━━━ Information ━━━

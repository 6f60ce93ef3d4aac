//! Classroom type with seating capacity.

use std::fmt;

use serde::{Deserialize, Serialize};

/// Identifier of a classroom.
pub type RoomId = usize;

/// A classroom that receives one alphabetical band of an exam roster.
///
/// A capacity of zero means the capacity is unknown; the planner rejects
/// such rooms before any search runs.
///
/// # Examples
///
/// ```
/// use u_seating::models::Room;
///
/// let r = Room::new(3, 120).with_name("MATH 101");
/// assert_eq!(r.id(), 3);
/// assert_eq!(r.capacity(), 120);
/// assert_eq!(r.to_string(), "MATH 101");
/// ```
#[derive(Debug, Clone, PartialEq, Eq, Hash, Serialize, Deserialize)]
pub struct Room {
    id: RoomId,
    name: String,
    capacity: u32,
}

impl Room {
    /// Creates a room with the given ID and capacity.
    ///
    /// The display name defaults to `"room <id>"`.
    pub fn new(id: RoomId, capacity: u32) -> Self {
        Self {
            id,
            name: format!("room {id}"),
            capacity,
        }
    }

    /// Sets the display name.
    pub fn with_name(mut self, name: impl Into<String>) -> Self {
        self.name = name.into();
        self
    }

    /// Room ID.
    pub fn id(&self) -> RoomId {
        self.id
    }

    /// Display name.
    pub fn name(&self) -> &str {
        &self.name
    }

    /// Seating capacity (0 = unknown).
    pub fn capacity(&self) -> u32 {
        self.capacity
    }

    /// Returns `true` if a positive capacity is recorded.
    pub fn has_capacity(&self) -> bool {
        self.capacity > 0
    }
}

impl fmt::Display for Room {
    fn fmt(&self, f: &mut fmt::Formatter<'_>) -> fmt::Result {
        f.write_str(&self.name)
    }
}

/// Sum of capacities over a set of rooms.
pub fn total_capacity(rooms: &[Room]) -> u64 {
    rooms.iter().map(|r| u64::from(r.capacity)).sum()
}
//! Partitioning primitives shared by the search strategies.
//!
//! - [`partition_rooms`] — split rooms into two capacity-balanced halves
//! - [`best_split`] — cheapest surname boundary in a window near a target

mod best_split;
mod capacity;

pub use best_split::{best_split, Split};
pub use capacity::partition_rooms;
//! Proportional slicing and the shuffle search built on it.
//!
//! # Algorithm
//!
//! Every room gets a contiguous slice of the roster sized by its share of
//! the total capacity. The boundary between two slices becomes the next
//! room's start letter; if the boundary falls inside a run of identical
//! surnames it is nudged forward a few names. Unlike bisection, the slice
//! sizes never adapt to where cheap boundaries are, so scores depend
//! entirely on the room order.

use rand::seq::SliceRandom;
use rand::Rng;

use crate::cutoff::{letter_cutoff, score};
use crate::error::{CutoffFailure, InvalidCutoff};
use crate::models::{total_capacity, Room};

use super::cancel::CancelToken;
use super::report::{Attempt, BestTracker, SearchParams, SearchReport};
use super::FIRST_START;

/// How far past a slice boundary a run of identical surnames may extend.
const MAX_NUDGE: usize = 5;

/// Registrants a room should receive: its capacity share of the roster,
/// rounded up.
///
/// # Panics
///
/// Panics if `total_capacity` is zero.
///
/// # Examples
///
/// ```
/// use u_seating::search::target_occupancy;
///
/// assert_eq!(target_occupancy(100, 150, 200), 75);
/// assert_eq!(target_occupancy(33, 10, 100), 4);
/// ```
pub fn target_occupancy(capacity: u32, registrants: usize, total_capacity: u64) -> usize {
    assert!(total_capacity > 0, "total capacity must be positive");
    (u64::from(capacity) * registrants as u64).div_ceil(total_capacity) as usize
}

/// One proportional slicing attempt over `rooms` in the given order.
///
/// The last room's slice runs to the end of the roster. A failure carries
/// the rooms processed so far, including the one that failed.
///
/// # Errors
///
/// - [`CutoffFailure::EmptyBand`] when a room's slice is empty
/// - [`CutoffFailure::TooManyDuplicates`] when more than five names past a
///   boundary share the previous slice's last surname
/// - [`CutoffFailure::ZeroWidthBand`] when a start letter does not sort
///   after the previous room's, as with surnames below `"a"` (`"'t Hooft"`)
///
/// # Examples
///
/// ```
/// use u_seating::models::{Room, Roster};
/// use u_seating::search::proportional_attempt;
///
/// let roster = Roster::new(["adams", "baker", "clark", "davis", "evans", "frank"]);
/// let rooms = vec![Room::new(0, 10), Room::new(1, 10), Room::new(2, 10)];
/// let attempt = proportional_attempt(&rooms, &roster).unwrap();
/// assert_eq!(attempt.start_letters, vec!["a", "c", "e"]);
/// ```
pub fn proportional_attempt(rooms: &[Room], names: &[String]) -> Result<Attempt, InvalidCutoff> {
    assert!(!rooms.is_empty(), "proportional slicing needs at least one room");
    let total = total_capacity(rooms);

    let mut letters: Vec<String> = Vec::with_capacity(rooms.len());
    let mut start = 0;
    let mut last_end: Option<&str> = None;

    for (i, room) in rooms.iter().enumerate() {
        let fail = |reason| InvalidCutoff::new(rooms[..=i].iter().map(Room::id).collect(), reason);
        let end = if i + 1 == rooms.len() {
            names.len()
        } else {
            (start + target_occupancy(room.capacity(), names.len(), total)).min(names.len())
        };
        let slice = &names[start..end];
        let Some(last) = slice.last() else {
            return Err(fail(CutoffFailure::EmptyBand));
        };

        let letter = match last_end {
            None => FIRST_START.to_string(),
            Some(prev) => {
                let next = slice
                    .iter()
                    .take(MAX_NUDGE + 1)
                    .find(|n| n.as_str() != prev)
                    .ok_or_else(|| {
                        fail(CutoffFailure::TooManyDuplicates {
                            name: prev.to_string(),
                        })
                    })?;
                let letter = letter_cutoff(prev, next).map_err(fail)?;
                // Names sorting below "a" can cut before an earlier band.
                if let Some(floor) = letters.last() {
                    if letter.as_str() <= floor.as_str() {
                        return Err(fail(CutoffFailure::ZeroWidthBand {
                            cutoff: letter,
                            start: floor.clone(),
                        }));
                    }
                }
                letter
            }
        };
        letters.push(letter);
        last_end = Some(last.as_str());
        start = end;
    }

    Ok(Attempt::new(score(&letters), letters))
}

/// Repeated proportional attempts over shuffled room orders.
///
/// Same loop as [`bisection_search`](super::bisection_search): up to
/// `params.max_tries` attempts, the order shuffled after each, early exit at
/// `params.best_score`. `params.max_ratio` is not used.
pub fn shuffle_search<R: Rng + ?Sized>(
    rooms: &[Room],
    names: &[String],
    params: &SearchParams,
    rng: &mut R,
    cancel: &CancelToken,
) -> SearchReport {
    let mut order = rooms.to_vec();
    let mut tracker = BestTracker::new();
    let mut interrupted = false;

    while tracker.attempts() < params.max_tries {
        if cancel.is_cancelled() {
            interrupted = true;
            break;
        }
        match proportional_attempt(&order, names) {
            Ok(attempt) => {
                if tracker.success(attempt, &order) <= params.best_score {
                    break;
                }
            }
            Err(err) => tracker.failure(&err),
        }
        order.shuffle(rng);
    }

    tracker.finish("shuffle", interrupted)
}

#[cfg(test)]
mod tests {
    use super::*;
    use crate::evaluation::check_assignment;
    use crate::models::{Roster, SplitOutcome};
    use crate::search::{create_rng, CancelOnDraw};

    fn rooms(caps: &[u32]) -> Vec<Room> {
        caps.iter()
            .enumerate()
            .map(|(i, &c)| Room::new(i, c))
            .collect()
    }

    fn roster(parts: &[(&str, usize)]) -> Roster {
        Roster::new(
            parts
                .iter()
                .flat_map(|&(name, count)| std::iter::repeat(name).take(count)),
        )
    }

    #[test]
    fn test_target_occupancy_rounds_up() {
        assert_eq!(target_occupancy(30, 10, 100), 3);
        assert_eq!(target_occupancy(31, 10, 100), 4);
        assert_eq!(target_occupancy(0, 10, 100), 0);
    }

    #[test]
    fn test_attempt_nudges_past_duplicates() {
        let names = roster(&[("adams", 1), ("smith", 2), ("tyler", 1), ("young", 1), ("zhou", 1)]);
        let r = rooms(&[10, 10, 10]);
        let attempt = proportional_attempt(&r, &names).unwrap();
        assert_eq!(attempt.start_letters, vec!["a", "t", "y"]);
        assert_eq!(attempt.score, 3);
        let outcome = SplitOutcome::new(attempt.score, r, attempt.start_letters);
        assert!(check_assignment(&outcome, &names, None).is_ok());
    }

    #[test]
    fn test_attempt_duplicates_fill_slice() {
        let names = roster(&[("adams", 1), ("smith", 3), ("young", 1), ("zhou", 1)]);
        let r = rooms(&[10, 10, 10]);
        let err = proportional_attempt(&r, &names).unwrap_err();
        assert_eq!(err.rooms, vec![0, 1]);
        assert_eq!(
            err.reason,
            CutoffFailure::TooManyDuplicates {
                name: "smith".into()
            }
        );
    }

    #[test]
    fn test_attempt_nudge_limit() {
        // The next surname sits 6 names past the boundary: one too far.
        let names = roster(&[("adams", 1), ("smith", 12), ("zhou", 1)]);
        let r = rooms(&[10, 10]);
        let err = proportional_attempt(&r, &names).unwrap_err();
        assert!(matches!(err.reason, CutoffFailure::TooManyDuplicates { .. }));

        // Five names past the boundary is still fine.
        let names = roster(&[("adams", 1), ("smith", 11), ("zhou", 2)]);
        let attempt = proportional_attempt(&r, &names).unwrap();
        assert_eq!(attempt.start_letters, vec!["a", "z"]);
    }

    #[test]
    fn test_attempt_empty_slice() {
        let names = roster(&[("adams", 3), ("baker", 3), ("clark", 4)]);
        let r = rooms(&[1, 1000, 1]);
        let err = proportional_attempt(&r, &names).unwrap_err();
        assert_eq!(err.rooms, vec![0, 1, 2]);
        assert_eq!(err.reason, CutoffFailure::EmptyBand);
    }

    #[test]
    fn test_shuffle_search_stops_at_threshold() {
        let names = roster(&[("adams", 20), ("baker", 20), ("clark", 20)]);
        let r = rooms(&[30, 30, 30]);
        let mut rng = create_rng(Some(5));
        let report = shuffle_search(&r, &names, &SearchParams::new(100, 3), &mut rng, &CancelToken::new());
        assert_eq!(report.attempts, 1);
        assert_eq!(report.best.unwrap().start_letters(), &["a", "b", "c"]);
    }

    #[test]
    fn test_shuffle_search_spends_budget() {
        let names = Roster::new((0..60).map(|i| format!("{}name{i:02}", (b'a' + i as u8 / 20) as char)));
        let r = rooms(&[30, 30, 30]);
        let mut rng = create_rng(Some(5));
        let report = shuffle_search(&r, &names, &SearchParams::new(20, 2), &mut rng, &CancelToken::new());
        assert_eq!(report.attempts, 20);
        assert_eq!(report.successes, 20);
        let best = report.best.unwrap();
        assert_eq!(best.score(), 3);
        assert!(check_assignment(&best, &names, None).is_ok());
    }

    #[test]
    fn test_attempt_rejects_cutoff_below_first_start() {
        // "'t hooft" sorts before "a", so the second room would start at
        // "'t v" and its band would come before the first room's.
        let names = Roster::new(["'t Hooft", "'t Veld", "Adams", "Baker"]);
        let r = rooms(&[1, 3]);
        let err = proportional_attempt(&r, &names).unwrap_err();
        assert_eq!(err.rooms, vec![0, 1]);
        assert_eq!(
            err.reason,
            CutoffFailure::ZeroWidthBand {
                cutoff: "'t v".into(),
                start: "a".into()
            }
        );

        // With the large room first the cut lands after "adams".
        let r = vec![Room::new(1, 3), Room::new(0, 1)];
        let attempt = proportional_attempt(&r, &names).unwrap();
        assert_eq!(attempt.start_letters, vec!["a", "b"]);
        let outcome = SplitOutcome::new(attempt.score, r, attempt.start_letters);
        assert!(check_assignment(&outcome, &names, None).is_ok());
    }

    #[test]
    fn test_shuffle_search_never_keeps_decreasing_letters() {
        let names = Roster::new(["'t Hooft", "'t Veld", "'t Zand", "Adams", "Baker", "Cole"]);
        let r = rooms(&[10, 10, 10]);
        let mut rng = create_rng(Some(9));
        let report = shuffle_search(&r, &names, &SearchParams::new(30, 0), &mut rng, &CancelToken::new());
        assert_eq!(report.attempts, 30);
        assert_eq!(report.successes, 0);
        assert!(report.best.is_none());
    }

    #[test]
    fn test_shuffle_search_cancelled_keeps_best() {
        let names = roster(&[("adams", 20), ("baker", 20), ("clark", 20)]);
        let cancel = CancelToken::new();
        let mut rng = CancelOnDraw::new(create_rng(Some(5)), cancel.clone());
        // Threshold 0 is out of reach; the shuffle after the first success
        // cancels the search.
        let report = shuffle_search(&rooms(&[30, 30, 30]), &names, &SearchParams::new(100, 0), &mut rng, &cancel);
        assert!(report.interrupted);
        assert_eq!(report.attempts, 1);
        assert_eq!(report.successes, 1);
        assert_eq!(report.best.unwrap().start_letters(), &["a", "b", "c"]);
    }

    #[test]
    fn test_shuffle_search_cancelled() {
        let names = roster(&[("adams", 20), ("baker", 20)]);
        let cancel = CancelToken::new();
        cancel.cancel();
        let mut rng = create_rng(Some(5));
        let report = shuffle_search(&rooms(&[30, 30]), &names, &SearchParams::new(100, 0), &mut rng, &cancel);
        assert!(report.interrupted);
        assert_eq!(report.attempts, 0);
    }
}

━━━

§ What is expected
The answer should consist of every line above in which "would" appears.

§ Reply to the task
        // "'t hooft" sorts before "a", so the second room would start at
        // "'t v" and its band would come before the first room's.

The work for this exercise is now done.